Sustained Virological Response after Early Antiviral Treatment of Acute Hepatitis C Virus and HIV Coinfection

Abstract

Limited data exist describing the clinical outcome and immunological response primed during simultaneously acquired acute hepatitis C virus (HCV) and human immunodeficiency virus (HIV) coinfection. We present detailed clinical and immunological analysis of 3 individuals after concomitant infection with acute HCV and primary HIV. In addition to longitudinal clinical parameters, virus-specific T cell responses were assessed using Elispot, standard proliferative (carboxyfluorescein diacetate succinimidyl ester), and in vitro CD4(+) T cell assays. In all patients, anti-HCV treatment was started with pegylated interferon-alpha, and antiretroviral therapy was coadministered early during primary infection. HCV viremia was cleared under therapy with pegylated interferon-alpha in all 3 cases. In 2 patients, HIV replication was contained even after antiretroviral therapy had been interrupted, which was associated with strong HIV-specific CD8(+) and CD4(+) T cell responses.

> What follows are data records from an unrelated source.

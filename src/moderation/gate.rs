//! Authorization predicates evaluated before any privileged remote mutation.
//!
//! Predicates are pure functions over already-fetched member snapshots. The
//! chain order is fixed: later predicates assume the earlier ones permitted.

use crate::chat::Capability;
use crate::chat::Member;
use crate::chat::UserId;

#[derive(Clone, Copy, Debug, PartialEq, Eq, thiserror::Error)]
pub enum DenyReason {
    #[error("You need to be an admin of this chat to do this.")]
    ActorNotAdmin,

    #[error("I'm not an admin here! Make me an admin first.")]
    BotNotAdmin,

    #[error("I can't do that without the right to {}.", .0.describe())]
    BotLacksCapability(Capability),

    #[error("I really wish I could do that to admins...")]
    TargetProtected,

    #[error("I'm not going to do that to myself, are you crazy?")]
    TargetIsBot,

    #[error("Why are you trying to unban someone who is already in the chat?")]
    TargetAlreadyMember,

    #[error("This user isn't in the chat.")]
    TargetNotMember,
}

#[derive(Clone, Copy, Debug, PartialEq, Eq)]
pub enum Decision {
    Permit,
    Deny(DenyReason),
}

impl Decision {
    pub fn is_permit(&self) -> bool {
        matches!(self, Decision::Permit)
    }

    pub fn into_result(self) -> Result<(), DenyReason> {
        match self {
            Decision::Permit => Ok(()),
            Decision::Deny(reason) => Err(reason),
        }
    }
}

#[derive(Clone, Copy, Debug, PartialEq, Eq)]
pub enum ActorRequirement {
    Admin,
    /// Self-service commands any member may issue.
    Anyone,
}

/// What an action needs from the gate.
#[derive(Clone, Copy, Debug, PartialEq, Eq)]
pub struct Requirements {
    pub capability: Option<Capability>,
    pub actor: ActorRequirement,
}

impl Requirements {
    pub const fn admin(capability: Option<Capability>) -> Self {
        Self {
            capability,
            actor: ActorRequirement::Admin,
        }
    }

    pub const fn self_service(capability: Option<Capability>) -> Self {
        Self {
            capability,
            actor: ActorRequirement::Anyone,
        }
    }
}

/// Snapshots the gate is evaluated against.
#[derive(Clone, Copy, Debug)]
pub struct GateInput<'a> {
    pub bot: &'a Member,
    pub actor: &'a Member,
}

pub type Predicate = fn(&GateInput<'_>, &Requirements) -> Decision;

pub type TargetPredicate = fn(&Member, UserId) -> Decision;

/// The gate, in evaluation order.
pub const CHAIN: [Predicate; 3] = [bot_is_admin, bot_has_capability, actor_is_admin];

/// Runs [`CHAIN`], returning the first denial.
pub fn check(input: &GateInput<'_>, requirements: &Requirements) -> Decision {
    first_deny(CHAIN.iter().map(|predicate| predicate(input, requirements)))
}

/// Runs target predicates in the given order, returning the first denial.
pub fn check_target(predicates: &[TargetPredicate], target: &Member, bot_id: UserId) -> Decision {
    first_deny(predicates.iter().map(|predicate| predicate(target, bot_id)))
}

fn first_deny(mut decisions: impl Iterator<Item = Decision>) -> Decision {
    decisions
        .find(|decision| !decision.is_permit())
        .unwrap_or(Decision::Permit)
}

pub fn bot_is_admin(input: &GateInput<'_>, _: &Requirements) -> Decision {
    if input.bot.is_admin() {
        Decision::Permit
    } else {
        Decision::Deny(DenyReason::BotNotAdmin)
    }
}

pub fn bot_has_capability(input: &GateInput<'_>, requirements: &Requirements) -> Decision {
    match requirements.capability {
        Some(cap) if !input.bot.effective_capabilities().contains(cap) => {
            Decision::Deny(DenyReason::BotLacksCapability(cap))
        }
        _ => Decision::Permit,
    }
}

pub fn actor_is_admin(input: &GateInput<'_>, requirements: &Requirements) -> Decision {
    match requirements.actor {
        ActorRequirement::Admin if !input.actor.is_admin() => {
            Decision::Deny(DenyReason::ActorNotAdmin)
        }
        _ => Decision::Permit,
    }
}

/// Admins, the creator and the bot itself are exempt from destructive actions.
pub fn is_protected(target: &Member, bot_id: UserId) -> bool {
    target.is_admin() || target.user.id == bot_id
}

pub fn target_is_not_bot(target: &Member, bot_id: UserId) -> Decision {
    if target.user.id == bot_id {
        Decision::Deny(DenyReason::TargetIsBot)
    } else {
        Decision::Permit
    }
}

pub fn target_not_protected(target: &Member, bot_id: UserId) -> Decision {
    if is_protected(target, bot_id) {
        Decision::Deny(DenyReason::TargetProtected)
    } else {
        Decision::Permit
    }
}

pub fn target_is_member(target: &Member, _: UserId) -> Decision {
    if target.is_in_chat() {
        Decision::Permit
    } else {
        Decision::Deny(DenyReason::TargetNotMember)
    }
}

pub fn target_not_member(target: &Member, _: UserId) -> Decision {
    if target.is_in_chat() {
        Decision::Deny(DenyReason::TargetAlreadyMember)
    } else {
        Decision::Permit
    }
}

#[cfg(test)]
mod tests {
    use super::*;
    use crate::chat::Capabilities;
    use crate::chat::MemberStatus;
    use crate::chat::User;

    const BOT: UserId = UserId(1);

    fn bot(status: MemberStatus, caps: Capabilities) -> Member {
        Member::new(User::new(1, "modgate"), status).with_capabilities(caps)
    }

    fn member(id: i64, status: MemberStatus) -> Member {
        Member::new(User::new(id, "someone"), status)
    }

    #[test]
    fn test_check_permits_admin_with_capability() {
        let bot = bot(
            MemberStatus::Administrator,
            Capabilities::none().with(Capability::RestrictMembers),
        );
        let actor = member(2, MemberStatus::Administrator);
        let input = GateInput {
            bot: &bot,
            actor: &actor,
        };

        let decision = check(&input, &Requirements::admin(Some(Capability::RestrictMembers)));
        assert_eq!(decision, Decision::Permit);
    }

    #[test]
    fn test_bot_not_admin_denies_first() {
        let bot = bot(MemberStatus::Member, Capabilities::none());
        let actor = member(2, MemberStatus::Member);
        let input = GateInput {
            bot: &bot,
            actor: &actor,
        };

        let decision = check(&input, &Requirements::admin(Some(Capability::PinMessages)));
        assert_eq!(decision, Decision::Deny(DenyReason::BotNotAdmin));
    }

    #[test]
    fn test_missing_capability_denies_before_actor_check() {
        let bot = bot(
            MemberStatus::Administrator,
            Capabilities::none().with(Capability::PinMessages),
        );
        let actor = member(2, MemberStatus::Member);
        let input = GateInput {
            bot: &bot,
            actor: &actor,
        };

        let decision = check(&input, &Requirements::admin(Some(Capability::PromoteMembers)));
        assert_eq!(
            decision,
            Decision::Deny(DenyReason::BotLacksCapability(Capability::PromoteMembers))
        );
    }

    #[test]
    fn test_actor_not_admin() {
        let bot = bot(MemberStatus::Administrator, Capabilities::all());
        let actor = member(2, MemberStatus::Member);
        let input = GateInput {
            bot: &bot,
            actor: &actor,
        };

        assert_eq!(
            check(&input, &Requirements::admin(None)),
            Decision::Deny(DenyReason::ActorNotAdmin)
        );
        assert_eq!(
            check(&input, &Requirements::self_service(Some(Capability::RestrictMembers))),
            Decision::Permit
        );
    }

    #[test]
    fn test_creator_bot_holds_every_capability() {
        let bot = bot(MemberStatus::Creator, Capabilities::none());
        let actor = member(2, MemberStatus::Creator);
        let input = GateInput {
            bot: &bot,
            actor: &actor,
        };
        assert!(check(&input, &Requirements::admin(Some(Capability::PromoteMembers))).is_permit());
    }

    #[test]
    fn test_protected_targets() {
        assert!(is_protected(&member(5, MemberStatus::Administrator), BOT));
        assert!(is_protected(&member(5, MemberStatus::Creator), BOT));
        assert!(is_protected(&member(1, MemberStatus::Member), BOT));
        assert!(!is_protected(&member(5, MemberStatus::Member), BOT));
        assert!(!is_protected(&member(5, MemberStatus::Left), BOT));
    }

    #[test]
    fn test_check_target_returns_first_denial() {
        let target = bot(MemberStatus::Administrator, Capabilities::all());
        let decision = check_target(&[target_is_not_bot, target_not_protected], &target, BOT);
        assert_eq!(decision, Decision::Deny(DenyReason::TargetIsBot));

        let target = member(5, MemberStatus::Administrator);
        let decision = check_target(&[target_is_not_bot, target_not_protected], &target, BOT);
        assert_eq!(decision, Decision::Deny(DenyReason::TargetProtected));
    }

    #[test]
    fn test_membership_predicates() {
        let present = member(5, MemberStatus::Member);
        let gone = member(5, MemberStatus::Kicked);

        assert_eq!(
            target_not_member(&present, BOT),
            Decision::Deny(DenyReason::TargetAlreadyMember)
        );
        assert!(target_not_member(&gone, BOT).is_permit());
        assert_eq!(
            target_is_member(&gone, BOT),
            Decision::Deny(DenyReason::TargetNotMember)
        );
        assert!(target_is_member(&present, BOT).is_permit());
    }
}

In these 2 patients, multispecific HCV CD4(+) T cell responses could also be detected. No HCV-specific CD4(+) T cell responses were detected in the third patient, who also had the lowest nadir CD4(+) cell count during primary HIV infection (<200 cells/microL). Anti-HIV and -HCV therapy should be considered early in cases of concomitant acute HCV and HIV coinfection, because successful therapy of HCV viremia seems possible even during primary HIV infection. HCV-specific T cell immunity is generated during primary HIV infection and can be preserved by HCV treatment. However, the optimal treatment algorithm needs to be established in prospective, randomized trials.